What if policymakers instead adopted an entrepreneurial mindset, hiring slowly, firing fast, cutting ineffective programs, and innovating wherever possible? There is no reason why governments can’t use the latest ideas and technologies developed for the marketplace. Such efforts are underway in several countries, but the United States seems to be lagging.

Estonia has created a system that allows citizens to use a digital signature for all communications with the government. Registering a new company takes only 20 minutes, and even foreign investors can digitally sign business documents without going to Estonia, thanks to its e-Residency program. Citizens can vote online, open a bank account in 24 hours, and receive their tax refunds in two days.

Such innovation has saved the country the equivalent of 2 percent of its GDP, former Prime Minister Taavi Rõivas told me. Low taxes and the ease with which foreigners can do business has attracted tremendous flows of capital to Estonia, leading to rapid gains in labor productivity and a corresponding rise in wages.

I wouldn’t be surprised if Estonia continued this remarkable progress, given its emphasis on cultivating an entrepreneurial mindset and rapidly deploying innovations in government.

America could do this. Our civic culture can become more innovative too.

The inertia, inefficiencies, and partisanship that plague our political system suggest we may get better results by making it easy for private startups to tackle social problems. One way is to widen the scope of incentive competitions.

The X Prize offers multimillion-dollar awards for the advancement of private spaceflight and exploration, fresh-water abundance, adult literacy, women’s safety, Alzheimer’s cures, and other worthy goals.

We could take this further. To improve education, we could create businesses that offer after-school programs to allow students more life-relevant courses and allow working parents to leave their child at school for the entire workday—not just the teachers’ union-mandated workday.

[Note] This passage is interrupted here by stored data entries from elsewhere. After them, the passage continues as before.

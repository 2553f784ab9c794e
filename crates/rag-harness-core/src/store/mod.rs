//! Vector index abstraction.
//!
//! The [`VectorIndex`] trait is the contract every backend implements: a
//! single named collection of `(id, vector, text, metadata)` entries with
//! cosine k-NN query and metadata-filtered administration. The app crate
//! provides the persistent SQLite backend; [`memory::InMemoryIndex`] lives
//! here for tests and embedding in other programs.
//!
//! # Filters
//!
//! A filter is a [`Metadata`] map interpreted as an exact-match conjunction:
//! an entry matches when every filter key is present with an equal value.
//! The empty filter matches everything. In [`VectorIndex::query`] the
//! filter restricts the candidate set *before* the `k` nearest are chosen.

pub mod memory;

use anyhow::Result;
use async_trait::async_trait;
use std::collections::HashSet;
use thiserror::Error;

use crate::models::Metadata;

/// Distance metric every collection is created with.
pub const METRIC: &str = "cosine";

/// Errors raised by index backends on malformed writes.
#[derive(Debug, Error, PartialEq, Eq)]
pub enum IndexError {
    #[error("add() argument lengths differ: {ids} ids, {vectors} vectors, {texts} texts, {metadatas} metadatas")]
    LengthMismatch {
        ids: usize,
        vectors: usize,
        texts: usize,
        metadatas: usize,
    },
    #[error("vector dimension mismatch: collection has {expected}, got {actual}")]
    DimensionMismatch { expected: usize, actual: usize },
}

/// One nearest-neighbour hit.
#[derive(Debug, Clone, PartialEq)]
pub struct QueryHit {
    pub id: String,
    pub text: String,
    pub metadata: Metadata,
    /// Cosine distance, `1 - cosine_similarity`.
    pub distance: f64,
}

/// Persistent store of fragment vectors for one collection.
///
/// | Method | Purpose |
/// |--------|---------|
/// | [`get_or_create`](VectorIndex::get_or_create) | Idempotently ensure the collection exists |
/// | [`add`](VectorIndex::add) | Upsert entries by id |
/// | [`query`](VectorIndex::query) | Filtered cosine k-NN |
/// | [`ids`](VectorIndex::ids) | Full id scan for idempotent ingestion |
/// | [`peek`](VectorIndex::peek) | Metadata sample for statistics |
/// | [`delete`](VectorIndex::delete) / [`delete_where`](VectorIndex::delete_where) | Scoped deletes |
/// | [`count`](VectorIndex::count) | Number of entries |
/// | [`reset`](VectorIndex::reset) | Drop every entry and the collection itself |
///
/// Every method other than `get_or_create` and `reset` creates the
/// collection on first use if it does not exist.
#[async_trait]
pub trait VectorIndex: Send + Sync {
    fn collection_name(&self) -> &str;

    async fn get_or_create(&self) -> Result<()>;

    /// Upsert. All four slices must have the same length, and every vector
    /// must match the collection's dimensionality once it is known.
    async fn add(
        &self,
        ids: &[String],
        vectors: &[Vec<f32>],
        texts: &[String],
        metadatas: &[Metadata],
    ) -> Result<()>;

    /// Up to `k` entries nearest to `vector`, ascending by distance.
    async fn query(
        &self,
        vector: &[f32],
        k: usize,
        filter: Option<&Metadata>,
    ) -> Result<Vec<QueryHit>>;

    async fn ids(&self) -> Result<HashSet<String>>;

    /// Metadata of up to `n` entries.
    async fn peek(&self, n: usize) -> Result<Vec<Metadata>>;

    /// Returns the number of entries removed.
    async fn delete(&self, ids: &[String]) -> Result<usize>;

    /// Returns the number of entries removed. An empty filter is rejected
    /// rather than treated as "delete everything"; use `reset` for that.
    async fn delete_where(&self, filter: &Metadata) -> Result<usize>;

    async fn count(&self) -> Result<usize>;

    async fn reset(&self) -> Result<()>;
}

/// True if `metadata` satisfies every key/value pair in `filter`.
pub fn matches_filter(metadata: &Metadata, filter: &Metadata) -> bool {
    filter
        .iter()
        .all(|(key, want)| metadata.get(key) == Some(want))
}

/// Check `add` arguments. Returns the dimensionality the collection has
/// after the write.
pub fn validate_add(
    ids: &[String],
    vectors: &[Vec<f32>],
    texts: &[String],
    metadatas: &[Metadata],
    dims: Option<usize>,
) -> Result<Option<usize>, IndexError> {
    let n = ids.len();
    if vectors.len() != n || texts.len() != n || metadatas.len() != n {
        return Err(IndexError::LengthMismatch {
            ids: n,
            vectors: vectors.len(),
            texts: texts.len(),
            metadatas: metadatas.len(),
        });
    }

    let mut expected = dims;
    for v in vectors {
        match expected {
            Some(d) if d != v.len() => {
                return Err(IndexError::DimensionMismatch {
                    expected: d,
                    actual: v.len(),
                })
            }
            Some(_) => {}
            None => expected = Some(v.len()),
        }
    }
    Ok(expected)
}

To help the homeless, we could offer prizes for creating safe, self-sustaining live-work spaces equipped with social services and job training. Industrial-size 3-D printers could build them quickly.

Private investment and philanthropy could finance the prizes, but competitions would be more easily launched if we made changes to public policies such occupational licensing, building codes, banking and securities regulations, and international commercial law.

Delegating responsibility for our poor, our criminals, our sick, and our uneducated to the government may seem easier. But in practice, if incentives are aligned, it is far more effective to keep responsibility with the people, who can innovate and provide solutions cheaper and more effectively than a government bureaucracy can. When we leave these matters to a bureaucracy, we lose contact with the needy since they are the government’s, not our, responsibility. While we think we are helping them, we are really making things worse by making the needy outcasts.

Through freedom and innovation we will more easily solve the world’s problems and build a more utopian planet. We can create a happier, healthier, and more prosperous society, while reducing the cost of big government.